The following benchmarks were conducted in London, UK, using a 5G network. This is relevant because our data centres are distributed all over the world, including but not limited to London, New York, California, Frankfurt, Tokyo, and Sydney.
Your query will always be routed to the nearest available data centre. Since this benchmark was conducted in London, the results should be representative of a query routed to the London data centre. If, for some reason, our London data centre was down, this query would have been routed to the next nearest available data centre, in this case Frankfurt.
For this benchmark, we ingested 3 articles from The Guardian into a graph.
The articles are as follows:
After ingestion, we queried the graph using each of the 3 retrieval modes from a local Python IDE.
pip install duohub
The following code runs each of the modes sequentially and prints the latency for each mode.
import time
from duohub import Duohub
# Initialize the Duohub client
client = Duohub()
# Define the query
query = "What are the implications for Ukraine if Donald Trump wins the election?"

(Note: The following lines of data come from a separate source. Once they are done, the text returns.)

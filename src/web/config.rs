use serde::Deserialize;
use std::path::PathBuf;
use std::time::Duration;
use thiserror::Error;

#[derive(Debug, Error)]
pub enum ConfigError {
    #[error("IO error: {0}")]
    Io(#[from] std::io::Error),
    #[error("YAML parse error: {0}")]
    Yaml(#[from] serde_yaml::Error),
}

#[derive(Debug, Clone, Deserialize)]
pub struct Config {
    pub web: WebConfig,
    pub link: LinkConfig,
    #[serde(default)]
    pub recording: RecordingConfig,
}

#[derive(Debug, Clone, Deserialize)]
pub struct WebConfig {
    #[serde(default = "default_bind")]
    pub bind: String,
}

fn default_bind() -> String {
    "127.0.0.1:8320".to_string()
}

#[derive(Debug, Clone, Deserialize)]
pub struct LinkConfig {
    pub source: SourceConfig,
    #[serde(default = "default_retry_interval_ms")]
    pub retry_interval_ms: u64,
    #[serde(default = "default_heartbeat_timeout_ms")]
    pub heartbeat_timeout_ms: u64,
}

fn default_retry_interval_ms() -> u64 {
    5000
}

fn default_heartbeat_timeout_ms() -> u64 {
    2000
}

impl LinkConfig {
    pub fn retry_interval(&self) -> Duration {
        Duration::from_millis(self.retry_interval_ms)
    }

    pub fn heartbeat_timeout(&self) -> Duration {
        Duration::from_millis(self.heartbeat_timeout_ms)
    }
}

#[derive(Debug, Clone, Deserialize)]
#[serde(tag = "kind", rename_all = "snake_case")]
pub enum SourceConfig {
    Replay {
        path: PathBuf,
        #[serde(default = "default_replay_interval_ms")]
        interval_ms: u64,
    },
}

fn default_replay_interval_ms() -> u64 {
    1000
}

#[derive(Debug, Clone, Deserialize)]
pub struct RecordingConfig {
    #[serde(default = "default_stop_delay_ms")]
    pub stop_delay_ms: u64,
}

fn default_stop_delay_ms() -> u64 {
    1000
}

impl Default for RecordingConfig {
    fn default() -> Self {
        RecordingConfig {
            stop_delay_ms: default_stop_delay_ms(),
        }
    }
}

impl RecordingConfig {
    pub fn stop_delay(&self) -> Duration {
        Duration::from_millis(self.stop_delay_ms)
    }
}

impl Config {
    pub fn from_file(path: &str) -> Result<Self, ConfigError> {
        let content = std::fs::read_to_string(path)?;
        let config: Config = serde_yaml::from_str(&content)?;
        Ok(config)
    }
}
use std::sync::Arc;
use std::time::Duration;

use chrono::{DateTime, Utc};
use serde::Serialize;
use tokio::sync::watch;
use uuid::Uuid;

#[derive(Debug, Clone, Copy, PartialEq, Eq, Serialize, utoipa::ToSchema)]
#[serde(rename_all = "snake_case")]
pub enum RecordingState {
    Idle,
    Recording,
    Stopping,
}

#[derive(Debug, Clone, PartialEq, Serialize, utoipa::ToSchema)]
pub struct RecordingStatus {
    pub state: RecordingState,
    #[serde(skip_serializing_if = "Option::is_none")]
    pub session_id: Option<Uuid>,
    #[serde(skip_serializing_if = "Option::is_none")]
    pub started_at: Option<DateTime<Utc>>,
}

impl RecordingStatus {
    fn idle() -> Self {
        RecordingStatus {
            state: RecordingState::Idle,
            session_id: None,
            started_at: None,
        }
    }
}

/// Local recording lifecycle: idle -> recording -> stopping -> idle.
///
/// Transitions are driven by UI actions only. `stop` flips to stopping
/// immediately and settles back to idle after a fixed delay; there is no
/// acknowledgment from the recorder backend yet, the delay exists purely as
/// UI feedback.
#[derive(Debug, Clone)]
pub struct RecordingControl {
    tx: Arc<watch::Sender<RecordingStatus>>,
    stop_delay: Duration,
}

impl RecordingControl {
    pub fn new(stop_delay: Duration) -> Self {
        let (tx, _) = watch::channel(RecordingStatus::idle());
        RecordingControl {
            tx: Arc::new(tx),
            stop_delay,
        }
    }

    pub fn status(&self) -> RecordingStatus {
        self.tx.borrow().clone()
    }

    pub fn watch(&self) -> watch::Receiver<RecordingStatus> {
        self.tx.subscribe()
    }

    /// Starts a new recording session, from any state.
    // TODO: forward the start to the sim link once recorder writes are wired up.
    pub fn start(&self) -> RecordingStatus {
        let status = RecordingStatus {
            state: RecordingState::Recording,
            session_id: Some(Uuid::new_v4()),
            started_at: Some(Utc::now()),
        };
        self.tx.send_replace(status.clone());
        status
    }

    /// Flips to stopping immediately, then settles to idle after the
    /// configured delay unless a new session started in the meantime.
    // TODO: forward the stop to the sim link once recorder writes are wired up.
    pub fn stop(&self) -> RecordingStatus {
        self.tx.send_modify(|s| {
            s.state = RecordingState::Stopping;
        });
        let status = self.tx.borrow().clone();

        let tx = self.tx.clone();
        let delay = self.stop_delay;
        tokio::spawn(async move {
            tokio::time::sleep(delay).await;
            tx.send_modify(|s| {
                if s.state == RecordingState::Stopping {
                    *s = RecordingStatus::idle();
                }
            });
        });

        status
    }
}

# Function to measure latency
def measure_latency(mode=None):
start_time = time.time()
if mode == 'assisted':
client.query(query=query, assisted=True)
elif mode == 'facts':
client.query(query=query, facts=True, assisted=True)

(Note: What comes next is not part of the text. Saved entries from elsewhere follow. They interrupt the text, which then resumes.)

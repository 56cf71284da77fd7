use axum::{routing::get, routing::post, Router};
use std::sync::Arc;
use tower_http::cors::{Any, CorsLayer};
use tower_http::trace::TraceLayer;
use utoipa::OpenApi;
use utoipa_swagger_ui::SwaggerUi;

use crate::state::Stores;

use super::api::{events, recording, state as state_handlers};
use super::api_doc::ApiDoc;
use super::config::Config;

#[derive(Clone)]
pub struct AppState {
    pub stores: Arc<Stores>,
}

pub async fn run_server(config: Config, stores: Arc<Stores>) -> std::io::Result<()> {
    let bind_addr = config.web.bind.clone();

    let state = AppState { stores };

    let cors = CorsLayer::new()
        .allow_origin(Any)
        .allow_methods(Any)
        .allow_headers(Any);

    let app = Router::new()
        // Snapshot accessors, one per entity
        .route("/api/state/airplane", get(state_handlers::airplane))
        .route("/api/state/environment", get(state_handlers::environment))
        .route("/api/state/simulator", get(state_handlers::simulator))
        .route("/api/status", get(state_handlers::status))
        // Recording control
        .route("/api/recording", get(recording::status))
        .route("/api/recording/start", post(recording::start))
        .route("/api/recording/stop", post(recording::stop))
        // Push stream
        .route("/api/events", get(events::events))
        // OpenAPI / Swagger
        .merge(SwaggerUi::new("/swagger-ui").url("/api-doc/openapi.json", ApiDoc::openapi()))
        // Middleware
        .layer(cors)
        .layer(TraceLayer::new_for_http())
        .with_state(state);

    log::info!("Starting server on {}", bind_addr);

    let listener = tokio::net::TcpListener::bind(&bind_addr).await?;
    axum::serve(listener, app).await
}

else: # Default to subgraph
client.query(query=query)
end_time = time.time()
latency = (end_time - start_time) * 1000 # Convert to milliseconds
return latency
# Run queries and measure latency
latency_subgraph = measure_latency()
latency_assisted = measure_latency(mode='assisted')

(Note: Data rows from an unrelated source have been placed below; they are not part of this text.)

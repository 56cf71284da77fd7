mod holder;
mod recording;
mod stores;

pub use holder::{Slot, StateHolder};
pub use recording::{RecordingControl, RecordingState, RecordingStatus};
pub use stores::Stores;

latency_facts = measure_latency(mode='facts')
# Print results
print(f"Subgraph: {latency_subgraph:.2f} ms")
print(f"Assisted: {latency_assisted:.2f} ms")
print(f"Facts: {latency_facts:.2f} ms")
Latency results for this query are as follows:
Subgraph: 42.66 ms
Assisted: 194.12 ms
Facts: 1089.38 ms
As you can see, the subgraph mode is the fastest, followed by the assisted mode, and then the facts mode.
Personally, I dislike the word "competition" because it implies a zero-sum game. I will, however, compare duohub's graph RAG to the other RAG systems out there which do more or less the same thing.
The two main players in the graph RAG space are Zep and Graphlit.
Zep is a popular memory layer for AI. While duohub allows you to ingest arbitrary data into the graph, Zep is primarily used to ingest conversation history into a graph.
We have found them to be an excellent product, which we use ourselves for conversation facts.
Zep returns an answer in 247 ms on average. This is partially because Zep generates facts in the background, providing you with a payload of existing facts when you request it. However, if you wish to ingest your own data into Zep, you will quickly encounter limitations.
Graphlit is a relatively new player in the graph RAG space. It is a managed service that allows you to ingest your own data into a graph, and then query it using a LLM.
However, most queries take more than 10 seconds to return a response. Graphlit is not suitable for real-time applications.
If you need a low-latency, high-accuracy graph RAG API, duohub is the best option. When working with subgraph queries, you can expect results to return in under 50ms, and when working with answer queries, you can expect results in under 300ms, though more realistically around 180ms.
If you are working with voice AI systems, you should use the assisted mode, which is the fastest.
If you are working with chat interfaces, you should use the facts mode, which is the most accurate.